Your user is getting blocked because of the reject_unauth_destination in smtpd_recipient_restrictions. The verbiage for that (found at http://www.postfix.org/postconf.5.html#reject_unauth_destination) is:


> Reject the request unless one of the following is true:
> Postfix is mail forwarder: the resolved RCPT TO domain matches $relay_domains or a subdomain thereof, and contains no sender-specified routing (user@elsewhere@domain),
> Postfix is the final destination: the resolved RCPT TO domain matches $mydestination, $inet_interfaces, $proxy_interfaces, $virtual_alias_domains, or $virtual_mailbox_domains, and contains no sender-specified routing (user@elsewhere@domain).
> The relay_domains_reject_code parameter specifies the response code for rejected requests (default: 554).
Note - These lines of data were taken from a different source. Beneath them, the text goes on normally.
//! Concrete regressors
//!
//! Tree ensembles and the linear model are backed by smartcore; boosting
//! fits a sequence of smartcore regression trees to the running residuals.

use std::fmt;
use std::path::Path;

use serde::{Deserialize, Serialize};
use smartcore::ensemble::random_forest_regressor::{RandomForestRegressor, RandomForestRegressorParameters};
use smartcore::linalg::basic::matrix::DenseMatrix;
use smartcore::linear::linear_regression::{
    LinearRegression, LinearRegressionParameters, LinearRegressionSolverName,
};
use smartcore::tree::decision_tree_regressor::{DecisionTreeRegressor, DecisionTreeRegressorParameters};
use tracing::debug;

use super::{FeatureMatrix, Regressor, ValidationMetrics};
use crate::artifacts::{Artifact, ArtifactKind};
use crate::error::{PipelineError, Result};

type Forest = RandomForestRegressor<f64, f64, DenseMatrix<f64>, Vec<f64>>;
type Tree = DecisionTreeRegressor<f64, f64, DenseMatrix<f64>, Vec<f64>>;
type Linear = LinearRegression<f64, f64, DenseMatrix<f64>, Vec<f64>>;

#[derive(Debug, Clone, Copy, PartialEq, Eq, Hash, Serialize, Deserialize)]
pub enum ModelKind {
    RandomForest,
    GradientBoosting,
    LinearRegression,
}

impl ModelKind {
    pub fn name(self) -> &'static str {
        match self {
            ModelKind::RandomForest => "RandomForest",
            ModelKind::GradientBoosting => "GradientBoosting",
            ModelKind::LinearRegression => "LinearRegression",
        }
    }
}

impl fmt::Display for ModelKind {
    fn fmt(&self, f: &mut fmt::Formatter<'_>) -> fmt::Result {
        f.write_str(self.name())
    }
}

fn check_fit_input(x: &FeatureMatrix, y: &[f64]) -> Result<()> {
    if x.n_rows() != y.len() {
        return Err(PipelineError::Model(format!(
            "feature and target count mismatch: {} rows, {} targets",
            x.n_rows(),
            y.len()
        )));
    }
    if x.n_rows() < 2 {
        return Err(PipelineError::InsufficientData {
            required: 2,
            actual: x.n_rows(),
        });
    }
    Ok(())
}

fn not_fitted(kind: ModelKind) -> PipelineError {
    PipelineError::Model(format!("{} has not been fitted", kind))
}

#[derive(Debug, Clone, Copy, PartialEq, Serialize, Deserialize)]
pub struct ForestParams {
    pub n_trees: usize,
    pub max_depth: Option<u16>,
    pub min_samples_split: usize,
    pub seed: u64,
}

impl Default for ForestParams {
    fn default() -> Self {
        Self {
            n_trees: 100,
            max_depth: None,
            min_samples_split: 2,
            seed: 42,
        }
    }
}

#[derive(Serialize, Deserialize)]
pub struct RandomForestModel {
    params: ForestParams,
    fitted: Option<Forest>,
}

impl RandomForestModel {
    pub fn new(params: ForestParams) -> Self {
        Self { params, fitted: None }
    }

    fn parameters(&self) -> RandomForestRegressorParameters {
        RandomForestRegressorParameters {
            max_depth: self.params.max_depth,
            min_samples_leaf: 1,
            min_samples_split: self.params.min_samples_split,
            n_trees: self.params.n_trees,
            m: None,
            keep_samples: false,
            seed: self.params.seed,
        }
    }
}

impl fmt::Debug for RandomForestModel {
    fn fmt(&self, f: &mut fmt::Formatter<'_>) -> fmt::Result {
        f.debug_struct("RandomForestModel")
            .field("params", &self.params)
            .field("fitted", &self.fitted.is_some())
            .finish()
    }
}

impl Regressor for RandomForestModel {
    fn kind(&self) -> ModelKind {
        ModelKind::RandomForest
    }

    fn fit(&mut self, x: &FeatureMatrix, y: &[f64]) -> Result<()> {
        check_fit_input(x, y)?;
        let forest = Forest::fit(&x.to_dense(), &y.to_vec(), self.parameters()).map_err(PipelineError::model)?;
        self.fitted = Some(forest);
        Ok(())
    }

    fn predict(&self, x: &FeatureMatrix) -> Result<Vec<f64>> {
        let forest = self.fitted.as_ref().ok_or_else(|| not_fitted(self.kind()))?;
        forest.predict(&x.to_dense()).map_err(PipelineError::model)
    }
}

#[derive(Debug, Clone, Copy, PartialEq, Serialize, Deserialize)]
pub struct BoostingParams {
    pub n_estimators: usize,
    pub learning_rate: f64,
    pub max_depth: u16,
}

impl Default for BoostingParams {
    fn default() -> Self {
        Self {
            n_estimators: 100,
            learning_rate: 0.1,
            max_depth: 6,
        }
    }
}

/// Least-squares gradient boosting: starts from the target mean and adds
/// shrunken regression trees fitted to the current residuals.
#[derive(Serialize, Deserialize)]
pub struct GradientBoostingModel {
    params: BoostingParams,
    base: f64,
    trees: Vec<Tree>,
}

impl GradientBoostingModel {
    pub fn new(params: BoostingParams) -> Self {
        Self {
            params,
            base: 0.0,
            trees: Vec::new(),
        }
    }
}

impl fmt::Debug for GradientBoostingModel {
    fn fmt(&self, f: &mut fmt::Formatter<'_>) -> fmt::Result {
        f.debug_struct("GradientBoostingModel")
            .field("params", &self.params)
            .field("base", &self.base)
            .field("trees", &self.trees.len())
            .finish()
    }
}

impl Regressor for GradientBoostingModel {
    fn kind(&self) -> ModelKind {
        ModelKind::GradientBoosting
    }

    fn fit(&mut self, x: &FeatureMatrix, y: &[f64]) -> Result<()> {
        check_fit_input(x, y)?;
        let dense = x.to_dense();
        let base = y.iter().sum::<f64>() / y.len() as f64;
        let mut predictions = vec![base; y.len()];
        let mut trees = Vec::with_capacity(self.params.n_estimators);

        for round in 0..self.params.n_estimators {
            let residuals: Vec<f64> = y.iter().zip(&predictions).map(|(t, p)| t - p).collect();
            let params = DecisionTreeRegressorParameters::default().with_max_depth(self.params.max_depth);
            let tree = Tree::fit(&dense, &residuals, params).map_err(PipelineError::model)?;
            let step = tree.predict(&dense).map_err(PipelineError::model)?;
            for (p, s) in predictions.iter_mut().zip(&step) {
                *p += self.params.learning_rate * s;
            }
            trees.push(tree);

            if round % 25 == 0 {
                debug!(round, "boosting round fitted");
            }
        }

        self.base = base;
        self.trees = trees;
        Ok(())
    }

    fn predict(&self, x: &FeatureMatrix) -> Result<Vec<f64>> {
        if self.trees.is_empty() && self.params.n_estimators > 0 {
            return Err(not_fitted(self.kind()));
        }
        let dense = x.to_dense();
        let mut predictions = vec![self.base; x.n_rows()];
        for tree in &self.trees {
            let step = tree.predict(&dense).map_err(PipelineError::model)?;
            for (p, s) in predictions.iter_mut().zip(&step) {
                *p += self.params.learning_rate * s;
            }
        }
        Ok(predictions)
    }
}

/// Ordinary least squares with intercept.
#[derive(Serialize, Deserialize, Default)]
pub struct LinearModel {
    fitted: Option<Linear>,
}

impl fmt::Debug for LinearModel {
    fn fmt(&self, f: &mut fmt::Formatter<'_>) -> fmt::Result {
        f.debug_struct("LinearModel")
            .field("fitted", &self.fitted.is_some())
            .finish()
    }
}

impl Regressor for LinearModel {
    fn kind(&self) -> ModelKind {
        ModelKind::LinearRegression
    }

    fn fit(&mut self, x: &FeatureMatrix, y: &[f64]) -> Result<()> {
        check_fit_input(x, y)?;
        let params = LinearRegressionParameters::default().with_solver(LinearRegressionSolverName::SVD);
        let model = Linear::fit(&x.to_dense(), &y.to_vec(), params).map_err(PipelineError::model)?;
        self.fitted = Some(model);
        Ok(())
    }

    fn predict(&self, x: &FeatureMatrix) -> Result<Vec<f64>> {
        let model = self.fitted.as_ref().ok_or_else(|| not_fitted(self.kind()))?;
        model.predict(&x.to_dense()).map_err(PipelineError::model)
    }
}

/// Hyperparameters of one candidate; builds an unfitted model.
#[derive(Debug, Clone, Copy, PartialEq, Serialize, Deserialize)]
pub enum ModelSpec {
    RandomForest(ForestParams),
    GradientBoosting(BoostingParams),
    LinearRegression,
}

impl ModelSpec {
    pub fn kind(&self) -> ModelKind {
        match self {
            ModelSpec::RandomForest(_) => ModelKind::RandomForest,
            ModelSpec::GradientBoosting(_) => ModelKind::GradientBoosting,
            ModelSpec::LinearRegression => ModelKind::LinearRegression,
        }
    }

    pub fn build(&self) -> TrainedModel {
        match *self {
            ModelSpec::RandomForest(p) => TrainedModel::RandomForest(RandomForestModel::new(p)),
            ModelSpec::GradientBoosting(p) => TrainedModel::GradientBoosting(GradientBoostingModel::new(p)),
            ModelSpec::LinearRegression => TrainedModel::LinearRegression(LinearModel::default()),
        }
    }

    /// Hyperparameters as key/value pairs for run tracking.
    pub fn params(&self) -> Vec<(&'static str, String)> {
        match self {
            ModelSpec::RandomForest(p) => vec![
                ("n_estimators", p.n_trees.to_string()),
                (
                    "max_depth",
                    p.max_depth.map_or_else(|| "None".to_string(), |d| d.to_string()),
                ),
                ("min_samples_split", p.min_samples_split.to_string()),
                ("random_state", p.seed.to_string()),
            ],
            ModelSpec::GradientBoosting(p) => vec![
                ("n_estimators", p.n_estimators.to_string()),
                ("learning_rate", p.learning_rate.to_string()),
                ("max_depth", p.max_depth.to_string()),
            ],
            ModelSpec::LinearRegression => Vec::new(),
        }
    }

    /// Default candidates of a training run, in evaluation order.
    pub fn default_candidates(seed: u64) -> Vec<ModelSpec> {
        vec![
            ModelSpec::RandomForest(ForestParams {
                seed,
                ..ForestParams::default()
            }),
            ModelSpec::GradientBoosting(BoostingParams::default()),
            ModelSpec::LinearRegression,
        ]
    }
}

/// A model of any supported kind; the persisted form of a regressor.
#[derive(Debug, Serialize, Deserialize)]
pub enum TrainedModel {
    RandomForest(RandomForestModel),
    GradientBoosting(GradientBoostingModel),
    LinearRegression(LinearModel),
}

impl TrainedModel {
    fn inner(&self) -> &dyn Regressor {
        match self {
            TrainedModel::RandomForest(m) => m,
            TrainedModel::GradientBoosting(m) => m,
            TrainedModel::LinearRegression(m) => m,
        }
    }

    fn inner_mut(&mut self) -> &mut dyn Regressor {
        match self {
            TrainedModel::RandomForest(m) => m,
            TrainedModel::GradientBoosting(m) => m,
            TrainedModel::LinearRegression(m) => m,
        }
    }
}

impl Regressor for TrainedModel {
    fn kind(&self) -> ModelKind {
        self.inner().kind()
    }

    fn fit(&mut self, x: &FeatureMatrix, y: &[f64]) -> Result<()> {
        self.inner_mut().fit(x, y)
    }

    fn predict(&self, x: &FeatureMatrix) -> Result<Vec<f64>> {
        self.inner().predict(x)
    }
}

/// Everything the inference service needs from a training run.
#[derive(Debug, Serialize, Deserialize)]
pub struct ModelArtifact {
    pub spec: ModelSpec,
    pub model: TrainedModel,
    /// Feature columns in the order the model expects them.
    pub feature_names: Vec<String>,
    pub target: String,
    pub metrics: ValidationMetrics,
    pub training_rows: usize,
}

impl ModelArtifact {
    /// Persist under the schema hash of the transforms the features came from.
    pub fn save(&self, path: &Path, transform_hash: &str) -> Result<()> {
        Artifact::new(ArtifactKind::Regressor, self.spec.kind().name(), transform_hash, self).save(path)
    }

    pub fn load(path: &Path) -> Result<Artifact<ModelArtifact>> {
        Artifact::load(path, ArtifactKind::Regressor)
    }
}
I don't see in the logs that the user is using SASL, so maybe they aren't authenticating?


----------



## Polideuces (Sep 4, 2013)

Hi @gordon@,

I do a lot of tests including remarkind reject_unauth_destination (actually everything after permit_sasl_authenticated) and the problem persists. Yes I think the problem is with SASL, but my remote clients are configured and they work fine with our old server. What I find until now is, that these remote clients can send mails for our domain.

This is my configuration in master.cf


```
smtp      inet  n       -       n       -       300      smtpd
smtps     inet  n       -       n       -       300      smtpd
    -o smtpd_tls_wrappermode=yes
    -o smtpd_sasl_auth_enable=yes
    -o smtpd_client_restrictions=permit_mynetworks,permit_sasl_authenticated
    -o smtpd_enforce_tls=yes
```


----------



## pacija (Sep 5, 2013)

Where did you get your instruction on setting master.cf?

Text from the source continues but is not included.